The Notebook


The Notebook Information

The Notebook is a 2004 American romantic drama film directed by Nick Cassavetes and based on the novel of the same name by Nicholas Sparks. The film stars Ryan Gosling and Rachel McAdams as a young couple who fall in love during the early 1940s. Their story is narrated from the present day by an elderly man (portrayed by James Garner) telling the tale to a fellow nursing home resident (played by Gena Rowlands, who is Cassavetes' mother).

The Notebook received mixed reviews but performed well at the box office and received several award nominations, winning eight Teen Choice Awards, a Satellite Award and a MTV Movie Award. The film has gained a cult following. On November 11, 2012, ABC Family premiered an extended version with deleted scenes added back into the original storyline.

Plot

At a modern-day nursing home, an elderly man named Duke (James Garner) begins to read a romantic story from his notebook to a fellow patient (Gena Rowlands).

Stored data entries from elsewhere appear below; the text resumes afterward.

//! HTTP-level tests for the OpenAI provider using a wiremock server.

use chime::models::{self, ChatMessage, ModelProvider, OpenAIProvider, ProviderResponse};
use serde_json::json;
use wiremock::matchers::{method, path};
use wiremock::{Mock, MockServer, ResponseTemplate};

fn provider_for(server: &MockServer) -> OpenAIProvider {
    OpenAIProvider::with_config(
        "sk-test".into(),
        format!("{}/v1/chat/completions", server.uri()),
        "gpt-4o-mini".into(),
    )
}

fn sample_messages() -> Vec<ChatMessage> {
    vec![
        ChatMessage::new("system", "You are a helpful assistant."),
        ChatMessage::new("user", "set a timer for 5 minutes called tea"),
    ]
}

#[tokio::test]
async fn tool_call_response_is_parsed_with_usage() {
    let server = MockServer::start().await;

    Mock::given(method("POST"))
        .and(path("/v1/chat/completions"))
        .respond_with(ResponseTemplate::new(200).set_body_json(json!({
            "choices": [{
                "message": {
                    "role": "assistant",
                    "tool_calls": [{
                        "id": "call_9",
                        "type": "function",
                        "function": {
                            "name": "create_timer",
                            "arguments": "{\"name\":\"tea\",\"time\":5,\"description\":\"\"}"
                        }
                    }]
                }
            }],
            "usage": { "prompt_tokens": 42, "completion_tokens": 7, "total_tokens": 49 }
        })))
        .mount(&server)
        .await;

    let provider = provider_for(&server);
    let (response, usage) = provider
        .send_chat_with_functions(&sample_messages(), &chime::tools::function_defs())
        .await
        .unwrap();

    match response {
        ProviderResponse::ToolCalls(items) => {
            assert_eq!(items.len(), 1);
            assert_eq!(items[0].id, "call_9");
            assert_eq!(items[0].name, "create_timer");
            assert!(items[0].arguments.contains("tea"));
        }
        other => panic!("expected tool calls, got {other:?}"),
    }
    assert_eq!(usage.unwrap().total_tokens, 49);

    // The request carried the tool schema and the serialized messages.
    let requests = server.received_requests().await.unwrap();
    assert_eq!(requests.len(), 1);
    let body: serde_json::Value = serde_json::from_slice(&requests[0].body).unwrap();
    assert_eq!(body["model"], "gpt-4o-mini");
    assert_eq!(body["tool_choice"], "auto");
    assert!(body["tools"].as_array().is_some_and(|t| !t.is_empty()));
    assert_eq!(body["messages"][0]["role"], "system");
    assert_eq!(body["messages"][1]["role"], "user");
}

#[tokio::test]
async fn empty_tool_slice_omits_schema_and_yields_final_text() {
    let server = MockServer::start().await;

    Mock::given(method("POST"))
        .and(path("/v1/chat/completions"))
        .respond_with(ResponseTemplate::new(200).set_body_json(json!({
            "choices": [{
                "message": { "role": "assistant", "content": "Your timer is set." }
            }],
            "usage": { "prompt_tokens": 50, "completion_tokens": 6, "total_tokens": 56 }
        })))
        .mount(&server)
        .await;

    let provider = provider_for(&server);
    let (response, _usage) = provider
        .send_chat_with_functions(&sample_messages(), &[])
        .await
        .unwrap();

    match response {
        ProviderResponse::Final(text) => assert_eq!(text, "Your timer is set."),
        other => panic!("expected final text, got {other:?}"),
    }

    let requests = server.received_requests().await.unwrap();
    let body: serde_json::Value = serde_json::from_slice(&requests[0].body).unwrap();
    assert!(body.get("tools").is_none());
    assert!(body.get("tool_choice").is_none());
}

#[tokio::test]
async fn retry_recovers_from_transient_500() {
    let server = MockServer::start().await;

    // First request fails, second succeeds.
    Mock::given(method("POST"))
        .and(path("/v1/chat/completions"))
        .respond_with(ResponseTemplate::new(500).set_body_string("internal error"))
        .up_to_n_times(1)
        .mount(&server)
        .await;
    Mock::given(method("POST"))
        .and(path("/v1/chat/completions"))
        .respond_with(ResponseTemplate::new(200).set_body_json(json!({
            "choices": [{ "message": { "role": "assistant", "content": "recovered" } }]
        })))
        .mount(&server)
        .await;

    let provider = provider_for(&server);
    let (response, _usage) = models::send_with_retry(&provider, &sample_messages(), &[], 3)
        .await
        .unwrap();

    match response {
        ProviderResponse::Final(text) => assert_eq!(text, "recovered"),
        other => panic!("expected final text, got {other:?}"),
    }
    assert_eq!(server.received_requests().await.unwrap().len(), 2);
}

#[tokio::test]
async fn permanent_401_is_not_retried() {
    let server = MockServer::start().await;

    Mock::given(method("POST"))
        .and(path("/v1/chat/completions"))
        .respond_with(ResponseTemplate::new(401).set_body_string("bad key"))
        .mount(&server)
        .await;

    let provider = provider_for(&server);
    let err = models::send_with_retry(&provider, &sample_messages(), &[], 3)
        .await
        .unwrap_err();
    assert!(err.to_string().contains("401"));

    // Only one request despite three allowed attempts.
    assert_eq!(server.received_requests().await.unwrap().len(), 1);
}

The story he tells begins on June 6, 1940. In Seabrook Island, South Carolina, local country boy Noah Calhoun (Ryan Gosling) is smitten with seventeen-year-old heiress Allie Hamilton (Rachel McAdams) after seeing her at a carnival, and they share an idyllic summer love affair. Noah takes Allie to an abandoned house, which he explains that he intends to buy for them. Later that evening, she asks him to make love to her, but they are interrupted by Noah's friend Fin (Kevin Connolly) with the news that Allie's parents have the police out looking for her. When Allie and Noah return to her parents' mansion, they ban her from seeing Noah, whom they called "trash, trash, trash". The two break up and the next morning, Allie's mother announces that the family is returning home to Charleston.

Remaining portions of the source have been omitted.